Antiokhus IV mendengar kabar harta yang melimpah di utara, yaitu di sebuah kota di Persia, dan dengan segera ia menyerang secara sengit untuk merebut kota itu, menjarahnya sampai habis dan menghancurkannya. Tetapi inipun gagal, malah ia harus melarikan diri. Flavius Yosefus (37-100) mencatat demikian:
"Sekitar waktu ini, raja Antiokhus, ketika pergi ke negeri-negeri sebelah atas (utara), mendengar bahwa ada satu kota yang kaya di Persia, bernama Elymais; dan di sana ada sebuah kuil Diana yang sangat kaya, dan penuh dengan berbagai sumbangan yang diterimanya; juga senjata-senjata dan perisai-perisai dada, yang setelah diselidiki, diketahuinya telah ditinggalkan di sana oleh Alexander, putra Philip, raja Makedonia.

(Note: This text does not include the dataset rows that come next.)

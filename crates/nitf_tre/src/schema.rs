//! Record layout schemas.
//!
//! A schema resource is a JSON document mapping TRE tags to an ordered list of layout
//! directives:
//!
//! ```json
//! {
//!   "tres": {
//!     "BANDSA": {
//!       "prefix": "bandsa_",
//!       "layout": [
//!         { "field": { "name": "ROW_SPACING", "length": 7 } },
//!         { "field": { "name": "BANDCOUNT", "length": 4 } },
//!         { "loop": { "counter": "BANDCOUNT", "name": "BANDS", "layout": [
//!           { "field": { "name": "BANDPEAK", "length": 5 } }
//!         ] } }
//!       ]
//!     }
//!   }
//! }
//! ```
//!
//! A `loop` repeats either a literal number of `iterations` or as many times as the value of
//! an earlier `counter` field in the same group. `if` directives are accepted when loading but
//! are rejected when a record that uses them is parsed.

use indexmap::IndexMap;
use once_cell::sync::{Lazy, OnceCell};
use serde::Deserialize;
use std::{
    collections::HashMap,
    fs::File,
    io::{BufReader, Read},
    path::{Path, PathBuf},
    sync::{Arc, Mutex},
};
use tracing::debug;

use crate::error::{Error, Result};

const BUILTIN_SCHEMAS: &str = include_str!("../resources/tre_schemas.json");

static BUILTIN: OnceCell<Arc<SchemaRegistry>> = OnceCell::new();

static LOADED: Lazy<Mutex<HashMap<PathBuf, Arc<SchemaRegistry>>>> =
    Lazy::new(|| Mutex::new(HashMap::new()));

/// How many times a loop body repeats
#[derive(Debug, Clone, PartialEq, Eq)]
pub enum LoopCount {
    /// A fixed number of iterations
    Literal(usize),
    /// The integer value of an earlier field in the same group
    CounterRef(String),
}

/// A single field of fixed width
#[derive(Debug, Clone, PartialEq, Eq)]
pub struct FieldDirective {
    /// Entry name, `None` when the schema gives neither a name nor a long name
    pub name: Option<String>,
    pub length: usize,
}

/// A repeated group of directives
#[derive(Debug, Clone, PartialEq, Eq)]
pub struct LoopDirective {
    pub name: String,
    pub count: LoopCount,
    pub body: Vec<Directive>,
}

/// One step of a record layout
#[derive(Debug, Clone, PartialEq, Eq)]
pub enum Directive {
    Field(FieldDirective),
    Loop(LoopDirective),
    /// Present in source schemas but never interpreted
    Conditional { condition: String },
}

/// Layout of one TRE tag
#[derive(Debug, Clone, PartialEq, Eq)]
pub struct TreSchema {
    pub tag: String,
    /// Cosmetic namespace prefix for the tag's fields
    pub prefix: String,
    pub layout: Vec<Directive>,
}

/// Immutable lookup from TRE tag to layout
///
/// Registries are built once and shared through an [`Arc`]; nothing mutates a registry after
/// it has been loaded.
///
/// ```
/// let registry = nitf_tre::SchemaRegistry::builtin()?;
/// assert!(registry.get("BLOCKA").is_some());
/// # Ok::<(), nitf_tre::error::Error>(())
/// ```
#[derive(Debug, Clone, Default)]
pub struct SchemaRegistry {
    schemas: IndexMap<String, TreSchema>,
}

#[derive(Deserialize)]
struct RawRegistry {
    tres: IndexMap<String, RawTre>,
}

#[derive(Deserialize)]
struct RawTre {
    #[serde(default)]
    prefix: String,
    layout: Vec<RawDirective>,
}

#[derive(Deserialize)]
#[serde(rename_all = "lowercase")]
enum RawDirective {
    Field {
        name: Option<String>,
        longname: Option<String>,
        length: usize,
    },
    Loop {
        name: Option<String>,
        counter: Option<String>,
        iterations: Option<usize>,
        layout: Vec<RawDirective>,
    },
    If {
        cond: String,
        #[serde(default)]
        #[allow(dead_code)]
        layout: Vec<RawDirective>,
    },
}

impl SchemaRegistry {
    /// The registry embedded in this crate, loaded on first use
    pub fn builtin() -> Result<Arc<SchemaRegistry>> {
        BUILTIN
            .get_or_try_init(|| {
                debug!("loading builtin tre schemas");
                SchemaRegistry::from_json(BUILTIN_SCHEMAS).map(Arc::new)
            })
            .cloned()
    }

    /// Load a registry from a file, reusing the copy already loaded for the same path
    pub fn load(path: impl AsRef<Path>) -> Result<Arc<SchemaRegistry>> {
        let key = path.as_ref().canonicalize()?;

        let mut loaded = LOADED.lock().unwrap_or_else(|poisoned| poisoned.into_inner());
        if let Some(registry) = loaded.get(&key) {
            return Ok(registry.clone());
        }

        debug!(path = %key.display(), "loading tre schemas");
        let registry = Arc::new(SchemaRegistry::from_reader(BufReader::new(File::open(&key)?))?);
        loaded.insert(key, registry.clone());
        Ok(registry)
    }

    /// Parse a registry from a JSON reader
    pub fn from_reader(reader: impl Read) -> Result<SchemaRegistry> {
        let raw: RawRegistry = serde_json::from_reader(reader)?;
        SchemaRegistry::from_raw(raw)
    }

    /// Parse a registry from a JSON string
    pub fn from_json(json: &str) -> Result<SchemaRegistry> {
        let raw: RawRegistry = serde_json::from_str(json)?;
        SchemaRegistry::from_raw(raw)
    }

    fn from_raw(raw: RawRegistry) -> Result<SchemaRegistry> {
        let schemas = raw
            .tres
            .into_iter()
            .map(|(tag, tre)| {
                let layout = convert_layout(&tag, tre.layout)?;
                let schema = TreSchema {
                    tag: tag.clone(),
                    prefix: tre.prefix,
                    layout,
                };
                Ok((tag, schema))
            })
            .collect::<Result<IndexMap<_, _>>>()?;

        Ok(SchemaRegistry { schemas })
    }

    /// Layout for `tag`, if the registry knows it
    pub fn get(&self, tag: &str) -> Option<&TreSchema> {
        self.schemas.get(tag)
    }

    /// Whether the registry knows `tag`
    pub fn contains(&self, tag: &str) -> bool {
        self.schemas.contains_key(tag)
    }

    /// Known tags, in resource order
    pub fn tags(&self) -> impl Iterator<Item = &str> {
        self.schemas.keys().map(|s| s.as_str())
    }

    /// Number of tags in the registry
    pub fn len(&self) -> usize {
        self.schemas.len()
    }

    /// Whether the registry has no tags
    pub fn is_empty(&self) -> bool {
        self.schemas.is_empty()
    }
}

fn convert_layout(tag: &str, raw: Vec<RawDirective>) -> Result<Vec<Directive>> {
    raw.into_iter()
        .map(|directive| convert_directive(tag, directive))
        .collect()
}

fn convert_directive(tag: &str, raw: RawDirective) -> Result<Directive> {
    Ok(match raw {
        RawDirective::Field {
            name,
            longname,
            length,
        } => Directive::Field(FieldDirective {
            name: usable(name).or_else(|| usable(longname)),
            length,
        }),
        RawDirective::Loop {
            name,
            counter,
            iterations,
            layout,
        } => {
            let counter = usable(counter);
            let count = match (&counter, iterations) {
                (Some(counter), None) => LoopCount::CounterRef(counter.clone()),
                (None, Some(iterations)) => LoopCount::Literal(iterations),
                _ => {
                    return Err(Error::InvalidSchema {
                        tag: tag.to_string(),
                        message: "loop needs exactly one of counter or iterations".into(),
                    })
                }
            };
            Directive::Loop(LoopDirective {
                name: usable(name).or(counter).unwrap_or_else(|| "LOOP".into()),
                count,
                body: convert_layout(tag, layout)?,
            })
        }
        RawDirective::If { cond, .. } => Directive::Conditional { condition: cond },
    })
}

fn usable(name: Option<String>) -> Option<String> {
    name.map(|n| n.trim().to_string()).filter(|n| !n.is_empty())
}
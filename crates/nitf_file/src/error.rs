//! Error types that can be emitted from this library
//!

use miette::Diagnostic;
use nitf_field::ErrorKind;
use thiserror::Error;

/// Error type for library
#[derive(Error, Diagnostic, Debug)]
pub enum Error {
    /// Transparent warpper for [`nitf_field::Error`]
    #[error(transparent)]
    FieldError(#[from] nitf_field::Error),

    /// Transparent warpper for [`nitf_tre::error::Error`]
    #[error(transparent)]
    TreError(#[from] nitf_tre::error::Error),

    /// Transparent warpper for [`std::io::Error`]
    #[error(transparent)]
    IOError(#[from] std::io::Error),
}

impl Error {
    /// The kind of failure this error represents
    pub fn kind(&self) -> ErrorKind {
        match self {
            Error::FieldError(e) => e.kind(),
            Error::TreError(e) => e.kind(),
            Error::IOError(_) => ErrorKind::Io,
        }
    }

    /// The byte offset the error was raised at, if known
    pub fn offset(&self) -> Option<u64> {
        match self {
            Error::FieldError(e) => e.offset(),
            Error::TreError(e) => e.offset(),
            Error::IOError(_) => None,
        }
    }
}

/// Generic result type with crate's Error as its error variant
pub type Result<T> = core::result::Result<T, Error>;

Dan didorong oleh motif-motif ini, ia segera berangkat ke Elymais, dan menyerangnya, dan mengepungnya... Tetapi mereka mengusirnya dari kota itu, dan keluar dan mengejarnya, sedemikian jauhnya sehingga ia harus melarikan diri sampai sejauh Babel, dan kehilangan tentara dalam jumlah sangat besar."[21]
Ayat 45
Ia akan mendirikan kemah kebesarannya di antara laut dan gunung Permai yang kudus itu, tetapi kemudian ia akan menemui ajalnya dan tidak ada seorangpun yang menolongnya.[22]
Penggenapan:
Antiokhus IV mati pada tahun 164 SM (=tahun ke-149 kekaisaran Seleukia[23]) setelah menderita penyakit parah dalam waktu yang lama akibat kecemasan mendengar kabar kekalahan pasukannya di Persia dan Yudea.[21]